[Stored items]
:::

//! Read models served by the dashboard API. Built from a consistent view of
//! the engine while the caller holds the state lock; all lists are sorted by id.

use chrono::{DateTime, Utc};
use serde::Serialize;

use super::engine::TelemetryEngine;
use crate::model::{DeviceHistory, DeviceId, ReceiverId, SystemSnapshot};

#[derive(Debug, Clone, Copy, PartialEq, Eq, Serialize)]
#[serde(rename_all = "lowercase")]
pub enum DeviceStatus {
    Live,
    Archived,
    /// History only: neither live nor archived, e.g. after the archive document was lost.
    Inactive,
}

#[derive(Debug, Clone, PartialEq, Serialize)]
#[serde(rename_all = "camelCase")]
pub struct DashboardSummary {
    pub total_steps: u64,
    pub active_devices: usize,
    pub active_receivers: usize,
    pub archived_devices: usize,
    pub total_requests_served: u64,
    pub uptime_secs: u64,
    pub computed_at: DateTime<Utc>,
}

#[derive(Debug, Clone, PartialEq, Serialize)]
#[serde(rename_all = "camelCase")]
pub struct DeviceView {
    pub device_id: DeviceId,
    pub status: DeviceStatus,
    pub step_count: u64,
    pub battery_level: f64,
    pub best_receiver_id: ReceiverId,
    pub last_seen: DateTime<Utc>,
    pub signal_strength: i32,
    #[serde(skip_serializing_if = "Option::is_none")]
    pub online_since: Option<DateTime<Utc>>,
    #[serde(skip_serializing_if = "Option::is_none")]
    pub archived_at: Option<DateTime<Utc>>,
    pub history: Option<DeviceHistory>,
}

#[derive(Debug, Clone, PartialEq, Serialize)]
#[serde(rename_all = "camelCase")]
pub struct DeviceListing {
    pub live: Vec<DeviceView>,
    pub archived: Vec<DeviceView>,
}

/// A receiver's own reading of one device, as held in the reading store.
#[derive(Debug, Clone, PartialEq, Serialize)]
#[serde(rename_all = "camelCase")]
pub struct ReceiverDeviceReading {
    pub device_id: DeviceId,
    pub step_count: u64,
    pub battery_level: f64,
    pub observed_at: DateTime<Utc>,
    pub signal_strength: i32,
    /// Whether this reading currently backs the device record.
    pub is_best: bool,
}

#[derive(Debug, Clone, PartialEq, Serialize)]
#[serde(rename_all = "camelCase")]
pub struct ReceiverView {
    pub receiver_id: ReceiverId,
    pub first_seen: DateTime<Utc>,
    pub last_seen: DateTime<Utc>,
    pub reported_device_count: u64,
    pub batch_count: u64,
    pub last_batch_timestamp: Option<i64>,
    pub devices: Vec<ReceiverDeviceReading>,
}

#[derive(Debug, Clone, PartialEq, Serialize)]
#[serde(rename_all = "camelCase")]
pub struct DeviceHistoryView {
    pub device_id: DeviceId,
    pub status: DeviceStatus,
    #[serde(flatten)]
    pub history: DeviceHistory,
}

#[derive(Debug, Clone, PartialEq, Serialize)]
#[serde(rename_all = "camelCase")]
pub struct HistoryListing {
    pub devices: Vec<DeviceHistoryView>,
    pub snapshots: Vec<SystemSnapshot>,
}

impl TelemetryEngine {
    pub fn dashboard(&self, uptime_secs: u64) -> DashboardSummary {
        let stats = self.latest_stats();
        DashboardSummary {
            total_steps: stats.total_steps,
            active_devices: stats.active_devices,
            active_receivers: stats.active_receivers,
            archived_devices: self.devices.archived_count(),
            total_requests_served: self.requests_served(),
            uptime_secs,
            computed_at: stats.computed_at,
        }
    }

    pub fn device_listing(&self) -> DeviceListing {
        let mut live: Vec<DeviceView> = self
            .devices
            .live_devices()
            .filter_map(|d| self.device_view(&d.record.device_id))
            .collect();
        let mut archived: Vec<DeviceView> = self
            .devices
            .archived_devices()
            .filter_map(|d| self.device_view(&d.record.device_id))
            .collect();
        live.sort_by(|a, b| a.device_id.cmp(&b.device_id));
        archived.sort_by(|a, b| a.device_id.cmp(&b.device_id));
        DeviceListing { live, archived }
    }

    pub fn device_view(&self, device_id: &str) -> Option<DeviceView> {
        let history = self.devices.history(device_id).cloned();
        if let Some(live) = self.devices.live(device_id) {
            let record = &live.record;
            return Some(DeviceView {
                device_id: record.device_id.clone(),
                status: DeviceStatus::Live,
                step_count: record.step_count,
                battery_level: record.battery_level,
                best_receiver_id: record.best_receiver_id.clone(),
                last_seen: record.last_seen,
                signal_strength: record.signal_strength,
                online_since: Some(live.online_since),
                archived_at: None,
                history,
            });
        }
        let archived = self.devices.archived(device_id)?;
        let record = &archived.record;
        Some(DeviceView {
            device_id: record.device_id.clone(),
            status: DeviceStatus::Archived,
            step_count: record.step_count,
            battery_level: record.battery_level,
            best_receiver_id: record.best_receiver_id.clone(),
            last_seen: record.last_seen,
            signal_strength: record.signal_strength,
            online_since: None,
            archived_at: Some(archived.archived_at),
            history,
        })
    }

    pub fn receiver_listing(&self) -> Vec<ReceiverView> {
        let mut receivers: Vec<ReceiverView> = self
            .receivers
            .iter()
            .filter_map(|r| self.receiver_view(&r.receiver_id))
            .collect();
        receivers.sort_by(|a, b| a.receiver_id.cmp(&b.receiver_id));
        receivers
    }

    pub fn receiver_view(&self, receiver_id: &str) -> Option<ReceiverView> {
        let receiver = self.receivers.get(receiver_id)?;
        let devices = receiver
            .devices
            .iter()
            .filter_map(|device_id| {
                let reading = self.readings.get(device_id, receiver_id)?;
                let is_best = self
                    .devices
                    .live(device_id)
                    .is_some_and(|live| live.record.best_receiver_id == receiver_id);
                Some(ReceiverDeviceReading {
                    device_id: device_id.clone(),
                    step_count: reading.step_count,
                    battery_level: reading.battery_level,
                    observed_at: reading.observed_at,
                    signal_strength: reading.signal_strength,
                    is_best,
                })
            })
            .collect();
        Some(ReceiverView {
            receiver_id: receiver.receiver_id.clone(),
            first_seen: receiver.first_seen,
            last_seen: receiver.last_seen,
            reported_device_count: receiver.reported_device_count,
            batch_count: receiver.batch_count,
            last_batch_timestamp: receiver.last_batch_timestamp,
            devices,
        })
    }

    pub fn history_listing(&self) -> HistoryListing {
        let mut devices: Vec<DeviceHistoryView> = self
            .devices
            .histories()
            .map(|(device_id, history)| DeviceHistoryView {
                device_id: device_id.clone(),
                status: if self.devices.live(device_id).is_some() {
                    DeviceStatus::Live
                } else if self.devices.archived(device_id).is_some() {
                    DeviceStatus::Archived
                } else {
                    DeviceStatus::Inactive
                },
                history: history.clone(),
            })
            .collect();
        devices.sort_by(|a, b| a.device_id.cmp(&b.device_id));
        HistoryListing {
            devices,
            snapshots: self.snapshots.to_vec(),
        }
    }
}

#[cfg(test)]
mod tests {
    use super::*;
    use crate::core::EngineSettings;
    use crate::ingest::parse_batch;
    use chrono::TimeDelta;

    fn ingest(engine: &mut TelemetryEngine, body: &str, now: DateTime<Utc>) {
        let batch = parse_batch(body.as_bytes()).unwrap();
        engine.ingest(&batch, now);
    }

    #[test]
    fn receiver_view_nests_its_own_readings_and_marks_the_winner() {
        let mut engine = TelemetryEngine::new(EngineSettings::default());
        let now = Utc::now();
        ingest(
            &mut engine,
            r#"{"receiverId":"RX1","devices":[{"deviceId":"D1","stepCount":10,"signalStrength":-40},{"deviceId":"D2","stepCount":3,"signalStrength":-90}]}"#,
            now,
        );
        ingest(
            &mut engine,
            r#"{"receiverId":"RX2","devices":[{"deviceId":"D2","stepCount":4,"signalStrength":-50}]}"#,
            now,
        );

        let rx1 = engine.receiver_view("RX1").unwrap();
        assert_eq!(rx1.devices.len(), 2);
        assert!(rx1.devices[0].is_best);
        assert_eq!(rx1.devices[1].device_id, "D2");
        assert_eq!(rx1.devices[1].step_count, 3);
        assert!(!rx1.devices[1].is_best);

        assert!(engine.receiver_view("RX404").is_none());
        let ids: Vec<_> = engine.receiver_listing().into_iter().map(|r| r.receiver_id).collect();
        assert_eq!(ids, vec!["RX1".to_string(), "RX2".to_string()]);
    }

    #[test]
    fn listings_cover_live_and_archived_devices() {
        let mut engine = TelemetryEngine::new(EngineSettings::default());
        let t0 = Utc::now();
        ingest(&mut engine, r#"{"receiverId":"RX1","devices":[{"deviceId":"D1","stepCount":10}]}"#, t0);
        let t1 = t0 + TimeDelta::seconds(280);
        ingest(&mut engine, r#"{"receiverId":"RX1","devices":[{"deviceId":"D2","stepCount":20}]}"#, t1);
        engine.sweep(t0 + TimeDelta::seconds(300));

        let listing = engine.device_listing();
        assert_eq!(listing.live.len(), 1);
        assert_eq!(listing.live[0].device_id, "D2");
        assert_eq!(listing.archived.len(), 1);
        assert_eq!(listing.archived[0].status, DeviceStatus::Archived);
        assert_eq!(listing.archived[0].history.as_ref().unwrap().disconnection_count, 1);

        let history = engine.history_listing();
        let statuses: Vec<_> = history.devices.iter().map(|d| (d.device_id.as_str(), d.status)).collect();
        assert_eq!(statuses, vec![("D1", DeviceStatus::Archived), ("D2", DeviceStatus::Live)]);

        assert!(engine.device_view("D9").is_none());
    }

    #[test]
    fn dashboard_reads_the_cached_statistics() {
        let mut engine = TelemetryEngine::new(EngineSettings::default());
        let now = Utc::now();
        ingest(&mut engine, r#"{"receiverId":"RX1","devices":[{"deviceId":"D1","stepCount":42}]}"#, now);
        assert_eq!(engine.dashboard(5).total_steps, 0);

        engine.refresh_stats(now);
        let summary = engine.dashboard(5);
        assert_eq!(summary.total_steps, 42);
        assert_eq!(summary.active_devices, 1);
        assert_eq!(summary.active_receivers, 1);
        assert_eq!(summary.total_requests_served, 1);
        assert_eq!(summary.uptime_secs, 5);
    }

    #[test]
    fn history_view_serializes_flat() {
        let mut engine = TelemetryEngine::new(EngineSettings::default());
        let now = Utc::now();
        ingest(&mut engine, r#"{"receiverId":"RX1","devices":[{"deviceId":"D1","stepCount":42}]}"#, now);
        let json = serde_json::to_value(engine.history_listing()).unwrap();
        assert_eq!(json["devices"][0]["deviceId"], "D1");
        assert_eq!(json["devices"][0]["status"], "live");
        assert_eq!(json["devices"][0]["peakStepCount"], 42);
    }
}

:::

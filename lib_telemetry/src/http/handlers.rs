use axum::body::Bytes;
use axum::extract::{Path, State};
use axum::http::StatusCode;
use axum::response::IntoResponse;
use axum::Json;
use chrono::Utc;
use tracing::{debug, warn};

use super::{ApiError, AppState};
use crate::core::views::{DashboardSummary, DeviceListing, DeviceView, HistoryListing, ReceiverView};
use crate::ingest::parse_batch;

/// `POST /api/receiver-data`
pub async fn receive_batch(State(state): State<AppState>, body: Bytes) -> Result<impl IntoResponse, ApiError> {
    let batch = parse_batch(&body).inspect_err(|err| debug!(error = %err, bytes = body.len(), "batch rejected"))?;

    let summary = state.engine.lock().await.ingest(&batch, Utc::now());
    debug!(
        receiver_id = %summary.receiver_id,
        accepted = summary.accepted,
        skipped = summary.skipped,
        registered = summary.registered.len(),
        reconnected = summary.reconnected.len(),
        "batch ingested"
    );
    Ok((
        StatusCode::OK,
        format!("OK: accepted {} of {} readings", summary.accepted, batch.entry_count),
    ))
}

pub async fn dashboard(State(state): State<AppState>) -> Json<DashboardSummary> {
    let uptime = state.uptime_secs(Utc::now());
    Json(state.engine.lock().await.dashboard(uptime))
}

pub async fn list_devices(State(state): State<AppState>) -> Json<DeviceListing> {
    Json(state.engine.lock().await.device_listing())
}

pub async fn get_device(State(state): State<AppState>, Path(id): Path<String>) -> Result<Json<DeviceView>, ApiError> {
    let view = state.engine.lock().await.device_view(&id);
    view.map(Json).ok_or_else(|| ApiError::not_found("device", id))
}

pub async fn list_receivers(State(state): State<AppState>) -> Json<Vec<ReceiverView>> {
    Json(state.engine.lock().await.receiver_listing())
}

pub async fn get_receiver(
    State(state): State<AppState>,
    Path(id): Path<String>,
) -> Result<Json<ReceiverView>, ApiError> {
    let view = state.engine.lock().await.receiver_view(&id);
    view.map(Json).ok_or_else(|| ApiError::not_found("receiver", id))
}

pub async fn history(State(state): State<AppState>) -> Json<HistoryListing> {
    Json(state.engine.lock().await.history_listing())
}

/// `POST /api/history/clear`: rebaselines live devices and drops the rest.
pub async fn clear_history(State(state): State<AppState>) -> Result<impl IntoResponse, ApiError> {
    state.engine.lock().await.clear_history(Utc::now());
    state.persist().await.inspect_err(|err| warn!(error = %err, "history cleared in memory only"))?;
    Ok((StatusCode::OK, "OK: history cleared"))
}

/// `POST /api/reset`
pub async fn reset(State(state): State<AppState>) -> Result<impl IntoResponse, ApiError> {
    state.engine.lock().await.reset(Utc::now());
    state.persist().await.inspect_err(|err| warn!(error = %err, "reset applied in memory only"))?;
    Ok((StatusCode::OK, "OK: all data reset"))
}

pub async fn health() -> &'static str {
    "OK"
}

:::

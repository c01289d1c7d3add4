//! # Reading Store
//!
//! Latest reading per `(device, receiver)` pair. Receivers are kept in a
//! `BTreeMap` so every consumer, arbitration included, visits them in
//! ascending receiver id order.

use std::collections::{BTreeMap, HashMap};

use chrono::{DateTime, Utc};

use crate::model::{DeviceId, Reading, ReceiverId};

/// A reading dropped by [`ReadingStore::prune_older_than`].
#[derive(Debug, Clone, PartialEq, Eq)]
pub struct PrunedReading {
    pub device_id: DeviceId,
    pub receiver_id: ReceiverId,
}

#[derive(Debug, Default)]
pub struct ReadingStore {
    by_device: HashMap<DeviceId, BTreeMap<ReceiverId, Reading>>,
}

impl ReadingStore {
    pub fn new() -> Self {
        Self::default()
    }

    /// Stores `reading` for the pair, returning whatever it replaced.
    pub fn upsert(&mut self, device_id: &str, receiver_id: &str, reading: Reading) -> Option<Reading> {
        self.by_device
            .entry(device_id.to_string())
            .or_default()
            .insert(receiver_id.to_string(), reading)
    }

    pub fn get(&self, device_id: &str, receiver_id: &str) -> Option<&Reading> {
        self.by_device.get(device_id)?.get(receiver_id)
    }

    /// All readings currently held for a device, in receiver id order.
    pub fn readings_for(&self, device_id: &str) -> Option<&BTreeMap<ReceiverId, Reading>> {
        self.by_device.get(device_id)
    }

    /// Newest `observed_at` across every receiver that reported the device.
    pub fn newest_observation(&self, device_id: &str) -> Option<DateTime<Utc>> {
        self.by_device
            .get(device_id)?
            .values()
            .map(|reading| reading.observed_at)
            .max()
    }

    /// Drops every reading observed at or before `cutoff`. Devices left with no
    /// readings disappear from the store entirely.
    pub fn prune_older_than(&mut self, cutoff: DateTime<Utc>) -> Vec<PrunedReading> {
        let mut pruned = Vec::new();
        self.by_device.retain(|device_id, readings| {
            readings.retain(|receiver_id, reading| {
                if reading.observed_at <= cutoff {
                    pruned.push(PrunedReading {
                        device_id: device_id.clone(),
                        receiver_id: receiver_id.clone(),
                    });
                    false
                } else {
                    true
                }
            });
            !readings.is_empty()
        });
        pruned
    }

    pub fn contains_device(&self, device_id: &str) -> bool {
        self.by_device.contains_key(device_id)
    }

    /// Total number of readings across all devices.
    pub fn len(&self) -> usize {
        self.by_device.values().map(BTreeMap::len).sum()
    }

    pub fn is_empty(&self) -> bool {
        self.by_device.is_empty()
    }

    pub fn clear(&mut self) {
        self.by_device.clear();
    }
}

:::

**WORK REQUEST:**
Show the lines where the word "DeviceHistoryView" appears in the entries.

**TASK OUTPUT:**
pub struct DeviceHistoryView {
    pub devices: Vec<DeviceHistoryView>,
        let mut devices: Vec<DeviceHistoryView> = self
            .map(|(device_id, history)| DeviceHistoryView {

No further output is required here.